And I think he was able to sustain those two pillars of his coalition kind of throughout the whole process. I mean, like I said, there was a little fluctuation. Another piece that's perhaps a little less empirical is his messaging was so consistent from the start for a guy who is known for lacking discipline, for a guy who Barack Obama looked at and thought, this guy's a gaffe machine, how can he get through this? Obama, the great orator, looking at Biden going like, how could this guy do what I did?
Well, Biden did something different and did it well. He carved out a message that was somewhat anodyne. But also I think about what he could do for other people, which was to kind of restore some comedy and some calm to the country. And he stuck with it and he was able to take all the different policies and put them into that bucket. And I think it's a construct that's very important for a candidate to be able to explain to people what is it that you're going to do for them that is about them and what they want.
And it's what we think that Hillary Clinton failed to do effectively. In twenty sixteen, we read the previous book Shattered. And our main conclusion is there are a lot of things that went into her losing. But we think the biggest factor was actually that her slogan and a lot of her talk outside the slogan was I'm with her, which was about her, not about what she was going to do for other people. And I think Biden really hit that not only hard, but well and consistently throughout the primary and through the general election.
It's interesting that you say that because early on in the book, you describe some criticisms that Biden had of Clinton's campaign in particular, that she didn't seem to have a strong message. But when I look back and I think Hillary Clinton's message was stronger together and Joe Biden's message was restoring the soul of the nation, there's both a really amorphous things that seem to have something to do with, like all of us together, something something something like it seemed like they actually had really similar messages that were largely were not Trump were some kind of feel good collection of things that just isn't Donald Trump.

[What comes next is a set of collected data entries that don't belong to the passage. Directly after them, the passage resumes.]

// SPDX-License-Identifier: AGPL-3.0-or-later
// Copyright (C) 2026 Vallés Puig, Ramon

//! Time-scale marker types.
//!
//! Each zero-sized type identifies a time scale and encodes how values in
//! that scale relate to **International Atomic Time** (TAI), the uniform axis
//! on which [`JulianDate`](crate::JulianDate) is stored.
//!
//! | Marker | Description | `TAI − scale` |
//! |--------|-------------|---------------|
//! | [`TAI`] | International Atomic Time | 0 s |
//! | [`TT`]  | Terrestrial Time | −32.184 s |
//! | [`GPS`] | GPS Time | +19 s |
//! | [`UTC`] | Coordinated Universal Time | leap-second table |

use super::instant::TimeScale;
use qtty::{Days, Seconds};

/// International Atomic Time, the identity scale.
#[derive(Debug, Copy, Clone, PartialEq, PartialOrd)]
pub struct TAI;

impl TimeScale for TAI {
    const LABEL: &'static str = "TAI";

    #[inline(always)]
    fn tai_offset(_julian_day: Days) -> Seconds {
        Seconds::new(0.0)
    }

    #[inline(always)]
    fn tai_offset_from_tai(_julian_day_tai: Days) -> Seconds {
        Seconds::new(0.0)
    }
}

/// Terrestrial Time.
///
/// `TT = TAI + 32.184 s`.
#[derive(Debug, Copy, Clone, PartialEq, PartialOrd)]
pub struct TT;

/// `TT − TAI` in seconds.
const TT_MINUS_TAI: f64 = 32.184;

impl TimeScale for TT {
    const LABEL: &'static str = "TT";

    #[inline(always)]
    fn tai_offset(_julian_day: Days) -> Seconds {
        Seconds::new(-TT_MINUS_TAI)
    }

    #[inline(always)]
    fn tai_offset_from_tai(_julian_day_tai: Days) -> Seconds {
        Seconds::new(-TT_MINUS_TAI)
    }
}

/// GPS Time.
///
/// GPS time has a fixed offset from TAI: `GPS = TAI − 19 s`.
#[derive(Debug, Copy, Clone, PartialEq, PartialOrd)]
pub struct GPS;

/// `TAI − GPS` in seconds.
const TAI_MINUS_GPS: f64 = 19.0;

impl TimeScale for GPS {
    const LABEL: &'static str = "GPS";

    #[inline(always)]
    fn tai_offset(_julian_day: Days) -> Seconds {
        Seconds::new(TAI_MINUS_GPS)
    }

    #[inline(always)]
    fn tai_offset_from_tai(_julian_day_tai: Days) -> Seconds {
        Seconds::new(TAI_MINUS_GPS)
    }
}

/// Coordinated Universal Time.
///
/// Applies the cumulative leap-second offset from IERS Bulletin C.  The table
/// covers 1972–2017 (28 insertions); before 1972 the offset is fixed at the
/// initial 10 s.  A `Time<UTC>` cannot name the inserted second itself
/// (`23:59:60`); use [`Time::from_utc`](super::instant::Time::from_utc) with a
/// chrono leap-second timestamp to land on it in TAI.
#[derive(Debug, Copy, Clone, PartialEq, PartialOrd)]
pub struct UTC;

impl TimeScale for UTC {
    const LABEL: &'static str = "UTC";

    #[inline]
    fn tai_offset(julian_day: Days) -> Seconds {
        Seconds::new(tai_minus_utc(julian_day.value()))
    }

    #[inline]
    fn tai_offset_from_tai(julian_day_tai: Days) -> Seconds {
        Seconds::new(tai_minus_utc_from_tai(julian_day_tai.value()))
    }
}

/// Leap-second table: (JD of leap-second insertion, cumulative TAI−UTC after).
/// Source: IERS Bulletin C. Entries are the JD of 00:00:00 UTC on the day
/// the leap second takes effect (i.e. the second is inserted at the end
/// of the previous day).
const LEAP_SECONDS: [(f64, f64); 28] = [
    (2_441_317.5, 10.0), // 1972-01-01
    (2_441_499.5, 11.0), // 1972-07-01
    (2_441_683.5, 12.0), // 1973-01-01
    (2_442_048.5, 13.0), // 1974-01-01
    (2_442_413.5, 14.0), // 1975-01-01
    (2_442_778.5, 15.0), // 1976-01-01
    (2_443_144.5, 16.0), // 1977-01-01
    (2_443_509.5, 17.0), // 1978-01-01
    (2_443_874.5, 18.0), // 1979-01-01
    (2_444_239.5, 19.0), // 1980-01-01
    (2_444_786.5, 20.0), // 1981-07-01
    (2_445_151.5, 21.0), // 1982-07-01
    (2_445_516.5, 22.0), // 1983-07-01
    (2_446_247.5, 23.0), // 1985-07-01
    (2_447_161.5, 24.0), // 1988-01-01
    (2_447_892.5, 25.0), // 1990-01-01
    (2_448_257.5, 26.0), // 1991-01-01
    (2_448_804.5, 27.0), // 1992-07-01
    (2_449_169.5, 28.0), // 1993-07-01
    (2_449_534.5, 29.0), // 1994-07-01
    (2_450_083.5, 30.0), // 1996-01-01
    (2_450_630.5, 31.0), // 1997-07-01
    (2_451_179.5, 32.0), // 1999-01-01
    (2_453_736.5, 33.0), // 2006-01-01
    (2_454_832.5, 34.0), // 2009-01-01
    (2_456_109.5, 35.0), // 2012-07-01
    (2_457_204.5, 36.0), // 2015-07-01
    (2_457_754.5, 37.0), // 2017-01-01
];

/// Offset in effect before the first table entry.
const PRE_1972_OFFSET: f64 = 10.0;

/// Index one past the last table entry whose key satisfies `key(entry) <= jd`.
#[inline]
fn upper_bound(jd: f64, key: impl Fn(&(f64, f64)) -> f64) -> usize {
    let mut lo = 0usize;
    let mut hi = LEAP_SECONDS.len();
    while lo < hi {
        let mid = lo + (hi - lo) / 2;
        if key(&LEAP_SECONDS[mid]) <= jd {
            lo = mid + 1;
        } else {
            hi = mid;
        }
    }
    lo
}

/// Look up cumulative TAI−UTC (leap seconds) for a JD on the UTC axis.
///
/// Before 1972 the conventional initial offset of 10 s is returned.
#[inline]
pub fn tai_minus_utc(jd_utc: f64) -> f64 {
    match upper_bound(jd_utc, |entry| entry.0) {
        0 => PRE_1972_OFFSET,
        n => LEAP_SECONDS[n - 1].1,
    }
}

/// Look up cumulative TAI−UTC for a JD on the TAI axis.
///
/// Each insertion takes effect at TAI `JD(UTC) + offset`, so the inserted
/// second itself already reports the new offset.
#[inline]
pub fn tai_minus_utc_from_tai(jd_tai: f64) -> f64 {
    match upper_bound(jd_tai, |entry| entry.0 + (entry.1 - 1.0) / 86_400.0) {
        0 => PRE_1972_OFFSET,
        n => LEAP_SECONDS[n - 1].1,
    }
}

It seems like you see it differently. Amy, do you think that they ran similar campaigns? Because the messaging to me didn't seem all that different.
It did, but it didn't.
I take their point, but I think that he was also able to break it down and say, look, I'm not Donald Trump and I'm the only one who can beat Donald Trump and I'm the only one who can break the fever and help unite the country. And that was particularly effective, I think, during the pandemic when people needed to see a healer in chief. They weren't really getting that from Donald Trump at the time. He was telling people to inject bleach and people just wanted some sense of normalcy.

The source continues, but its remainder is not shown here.